SCP-2840は一度に1名の人間宿主の中に留まっており、対象者が覚醒しているときは休止状態です。SCP-2840は100m以内でレム睡眠に入った人物の精神間を、自らを転送して行き来することが可能です。現在、宿主の自己報告以外でSCP-2840の移動を追跡することは不可能です。SCP-2840の宿主となった人物は、不完全かつ重要でない詳細を忘れることはありますが、毎晩自分が見た夢を思い出すことができます。

SCP-2840は慢性的な悪夢と夜驚の経験歴を持つ人物に引き寄せられる傾向があります。定期的な悪夢に苛まれている人物がSCP-2840に寄生された場合、その人物は再帰性の夢を見ること自体ができなくなります。

SCP-2840に寄生された宿主は、夜に見る夢のサイクル変化を経験します。この後、彼らが見る悪夢はシナリオの劇的な変化によって中断されることになります。詳細は異なりますが、相互作用は常に悪夢の無力化とSCP-2840による置換で終了します。

SCP-2840はシナリオの半ばで出現し、その夢を暴力的に中断して別のシナリオへと切り替えます。例として、何者かに追跡される悪夢を見ている宿主は、特徴のない登場人物によって追跡者が攻撃・捕食されたことに気付き、続けて自身が暗い森の中にいることと、何者かが落ち着いた足取りで追ってくることに気付きます。溺れる夢を見ている別な宿主は、下から突然気泡によって押し上げられるのを経験し、続けて何もない空間へ落下していく夢へと切り替わります。

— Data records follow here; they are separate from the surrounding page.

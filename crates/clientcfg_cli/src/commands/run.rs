//! Scenario execution command.

use super::{load_config, GlobalOpts};
use anyhow::{bail, Context, Result};
use chrono::Local;
use clientcfg_core::{run_group, scenarios_in, GroupReport, HarnessEnv, ScenarioGroup, ScenarioOutcome};
use console::style;
use indicatif::{ProgressBar, ProgressStyle};
use serde::Serialize;

#[derive(Serialize)]
struct RunReport<'a> {
    started_at: String,
    finished_at: String,
    passed: bool,
    groups: &'a [GroupReport],
}

/// Run the selected scenarios and report a verdict per scenario.
pub fn run(
    opts: &GlobalOpts,
    group: Option<ScenarioGroup>,
    filter: Option<&str>,
    format: &str,
) -> Result<()> {
    let json = match format {
        "json" => true,
        "text" => false,
        other => bail!("Unsupported format: {}. Use 'json' or 'text'.", other),
    };

    let config = load_config(opts)?;
    config.validate().context("Invalid harness configuration")?;
    let env = HarnessEnv::from_config(config).context("Failed to prepare harness environment")?;

    let groups = group.map_or_else(|| ScenarioGroup::ALL.to_vec(), |g| vec![g]);
    let total: usize = groups
        .iter()
        .map(|g| {
            scenarios_in(*g)
                .filter(|d| filter.map_or(true, |f| d.name.contains(f)))
                .count()
        })
        .sum();
    if total == 0 {
        bail!("No scenario matches the selection");
    }

    let pb = if json {
        ProgressBar::hidden()
    } else {
        let pb = ProgressBar::new(total as u64);
        pb.set_style(
            ProgressStyle::default_bar()
                .template("{spinner:.green} [{bar:30.cyan/blue}] {pos}/{len} {msg}")
                .unwrap()
                .progress_chars("=> "),
        );
        pb.enable_steady_tick(std::time::Duration::from_millis(100));
        pb
    };

    let started_at = Local::now();
    let mut reports = Vec::with_capacity(groups.len());
    for group in groups {
        pb.set_message(format!("{} group", group));
        let result = run_group(&env, group, filter, |outcome| {
            pb.inc(1);
            if !json {
                pb.println(verdict_line(outcome));
            }
        });

        match result {
            Ok(report) => reports.push(report),
            Err(e) => {
                pb.finish_and_clear();
                if let Some(hint) = e.recovery_suggestion() {
                    eprintln!("{} {}", style("hint:").yellow().bold(), hint);
                }
                return Err(e).with_context(|| format!("Setup of the {} group failed", group));
            }
        }
    }
    pb.finish_and_clear();

    let passed = reports.iter().all(GroupReport::passed);
    let failed: usize = reports.iter().map(|r| r.failures().count()).sum();

    if json {
        let report = RunReport {
            started_at: started_at.to_rfc3339(),
            finished_at: Local::now().to_rfc3339(),
            passed,
            groups: &reports,
        };
        let out = serde_json::to_string_pretty(&report).context("Failed to serialize to JSON")?;
        println!("{}", out);
    } else {
        println!();
        if passed {
            println!(
                "{} {}",
                style("✓").green(),
                style(format!("{} scenario(s) passed", total)).green()
            );
        } else {
            println!(
                "{} {}",
                style("×").red(),
                style(format!("{} of {} scenario(s) failed", failed, total))
                    .red()
                    .bold()
            );
        }
    }

    if !passed {
        bail!("{} scenario(s) failed", failed);
    }
    Ok(())
}

fn verdict_line(outcome: &ScenarioOutcome) -> String {
    if outcome.passed {
        format!(
            "{} {} {}",
            style("✓").green(),
            outcome.name,
            style(format!("({}ms)", outcome.elapsed_ms)).dim()
        )
    } else {
        format!(
            "{} {}: expected {}, observed {}",
            style("×").red(),
            style(&outcome.name).bold(),
            outcome.expected,
            style(outcome.observed).red()
        )
    }
}
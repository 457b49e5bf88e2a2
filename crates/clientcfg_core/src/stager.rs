//! Copies client libraries from the artifact cache into sandboxes.

use crate::artifacts::{staged_library_name, ArtifactSource};
use crate::error::{HarnessError, Result};
use crate::sandbox::Sandbox;
use crate::version::Version;
use std::collections::HashSet;
use std::fs;
use std::path::{Path, PathBuf};
use std::sync::Arc;
use tracing::debug;

/// Stages versioned client libraries under the names the tester expects.
#[derive(Clone)]
pub struct ArtifactStager {
    artifacts: Arc<dyn ArtifactSource>,
}

impl ArtifactStager {
    /// Creates a stager reading from `artifacts`.
    pub fn new(artifacts: Arc<dyn ArtifactSource>) -> Self {
        Self { artifacts }
    }

    /// Copies the library for `version` into the sandbox root.
    ///
    /// # Errors
    ///
    /// Returns `MissingArtifact` if the cache does not hold the release.
    pub fn stage_single(&self, sandbox: &Sandbox, version: &Version) -> Result<PathBuf> {
        let source = self.artifacts.ensure(version)?.client_library;
        copy_library(&source, sandbox.path(), version)
    }

    /// Copies one library per version into the sandbox's external client directory.
    ///
    /// Every version is resolved before anything is copied, so a missing
    /// release leaves no partially populated directory behind.
    ///
    /// # Errors
    ///
    /// Returns `DuplicateVersion` if a version repeats, `MissingArtifact` if
    /// any release is absent from the cache.
    pub fn stage_multiple(&self, sandbox: &Sandbox, versions: &[Version]) -> Result<PathBuf> {
        let mut seen = HashSet::with_capacity(versions.len());
        for version in versions {
            if !seen.insert(*version) {
                return Err(HarnessError::DuplicateVersion(*version));
            }
        }

        let sources = versions
            .iter()
            .map(|v| Ok((*v, self.artifacts.ensure(v)?.client_library)))
            .collect::<Result<Vec<_>>>()?;

        let dir = sandbox.external_client_dir()?;
        for (version, source) in &sources {
            copy_library(source, &dir, version)?;
        }
        Ok(dir)
    }
}

fn copy_library(source: &Path, dest_dir: &Path, version: &Version) -> Result<PathBuf> {
    let target = dest_dir.join(staged_library_name(version));
    let copied = fs::copy(source, &target)?;
    let expected = fs::metadata(source)?.len();
    if copied != expected {
        return Err(HarnessError::Io(std::io::Error::new(
            std::io::ErrorKind::UnexpectedEof,
            format!(
                "short copy of {}: {} of {} bytes",
                source.display(),
                copied,
                expected
            ),
        )));
    }

    debug!(version = %version, target = %target.display(), "Staged client library");
    Ok(target)
}
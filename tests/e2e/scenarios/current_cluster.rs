use crate::harness::{assert_clean, assert_exited_with, assert_group_passed, assert_passed, Scenario, TestWorkspace};
use clientcfg_core::{run_group, ErrorCode, ScenarioGroup, VersionRole, VersionSet};

#[test]
fn test_current_group_passes_on_one_cluster() {
    let workspace = TestWorkspace::new().unwrap();
    let env = workspace.env().unwrap();

    let mut seen = Vec::new();
    let report = run_group(&env, ScenarioGroup::Current, None, |o| seen.push(o.name.clone())).unwrap();

    assert_group_passed(&report);
    assert_eq!(report.outcomes.len(), 12);
    assert_eq!(seen.len(), 12);
    assert_eq!(report.cluster_version, workspace.versions().current);
    // One shared cluster for the whole group
    assert_eq!(workspace.events().events(), vec!["launch 7.3.0", "create", "shutdown"]);
    assert_clean(&workspace);
}

#[test]
fn test_filter_selects_by_name() {
    let workspace = TestWorkspace::new().unwrap();
    let env = workspace.env().unwrap();

    let report = run_group(&env, ScenarioGroup::Current, Some("_ignore"), |_| {}).unwrap();
    let names: Vec<_> = report.outcomes.iter().map(|o| o.name.as_str()).collect();
    assert_eq!(
        names,
        vec![
            "no_external_client_support_api_version_ignore",
            "one_external_client_wrong_api_version_ignore",
            "external_client_not_matching_cluster_version_ignore",
        ]
    );
    assert_group_passed(&report);
}

#[test]
fn test_empty_selection_starts_no_cluster() {
    let workspace = TestWorkspace::new().unwrap();
    let env = workspace.env().unwrap();

    let report = run_group(&env, ScenarioGroup::Current, Some("no-such-scenario"), |_| {}).unwrap();
    assert!(report.outcomes.is_empty());
    assert!(workspace.events().events().is_empty());
}

#[test]
fn test_invalid_cluster_file_exit_status() {
    let workspace = TestWorkspace::new().unwrap();
    let env = workspace.env().unwrap();

    let report = run_group(&env, ScenarioGroup::Current, Some("invalid_cluster_file"), |_| {}).unwrap();
    assert_eq!(report.outcomes.len(), 1);
    assert_passed(&report.outcomes[0]);
    assert_exited_with(&report.outcomes[0], ErrorCode::ConnectionStringInvalid);
}

#[test]
fn test_unreachable_coordinator_times_out() {
    let outcome = Scenario::new("unreachable")
        .external_library(VersionRole::Current)
        .disable_local_client()
        .timeout_ms(100)
        .unreachable_coordinator()
        .expect_error(ErrorCode::TransactionTimedOut)
        .run()
        .unwrap();

    assert_passed(&outcome);
    assert_exited_with(&outcome, ErrorCode::TransactionTimedOut);
}

#[test]
fn test_oldest_library_serves_requested_api() {
    let outcome = Scenario::new("oldest_api")
        .external_dir(&[VersionRole::Current, VersionRole::Prev, VersionRole::Prev2])
        .disable_local_client()
        .api_version(VersionRole::Prev2)
        .run()
        .unwrap();

    assert_passed(&outcome);
    assert!(outcome.args.contains(&"--external-client-dir".to_string()));
    let oldest = VersionSet::default().prev2.api_version().to_string();
    assert!(outcome.args.contains(&oldest));
}

#[test]
fn test_incompatible_external_client_is_rejected() {
    let outcome = Scenario::new("incompatible")
        .external_library(VersionRole::Prev)
        .disable_local_client()
        .api_version(VersionRole::Prev)
        .timeout_ms(5000)
        .expect_error(ErrorCode::IncompatibleClient)
        .run()
        .unwrap();

    assert_passed(&outcome);
    assert!(outcome.args.contains(&"--fail-incompatible-client".to_string()));
}
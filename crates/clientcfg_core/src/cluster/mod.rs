//! Cluster lifecycle management.
//!
//! A [`ClusterController`] owns one cluster instance: its working directory,
//! leased ports, connection descriptor and the [`Supervisor`] that runs its
//! processes.

mod connection;
mod controller;
mod descriptor;
mod supervisor;

pub use connection::ConnectionString;
pub use controller::{ClusterController, ClusterDeps};
pub use descriptor::{ClusterDescriptor, LIBRARY_PATH_VAR};
pub use supervisor::{MonitorSupervisor, Supervisor};
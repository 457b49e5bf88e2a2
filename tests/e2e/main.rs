//! End-to-end tests: the orchestration core against a fake cluster and the
//! `fake-tester` binary.

mod harness;
mod scenarios;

睡眠中の宿主は、自分が夢を見ていることを認識するだけでなく、自身が完全に安全であると理解しています。全ての宿主は、置換された実体もしくはシナリオ ― 前述した特徴のない登場人物や何もない空間 ― は本来なら恐怖や不安を引き起こすはずにも拘らず、その代りに安心感やリラックス感を与えてくれると認識しています。起床した宿主はSCP-2840が、夢の中で如何なる姿を取っていたにせよ、宿主の存在に気付いており、その悪夢に出現する認識可能な脅威を除去していたのだと認識します。

SCP-2840は[編集済]の精神病院で発見されました。4ヶ月間にわたり、29名の患者が、現在SCP-2840の主な症状であると判明している同じような夢を報告しました。SCP-███実例を追って潜入していたエージェントは無関係の患者たちの動向に気付き、現象の調査を開始しました。SCP-2840の当時最新の宿主が断定された後、宿主は収容のために連行され、D-2840-Bとして収容プロトコルの一部を割り当てられました。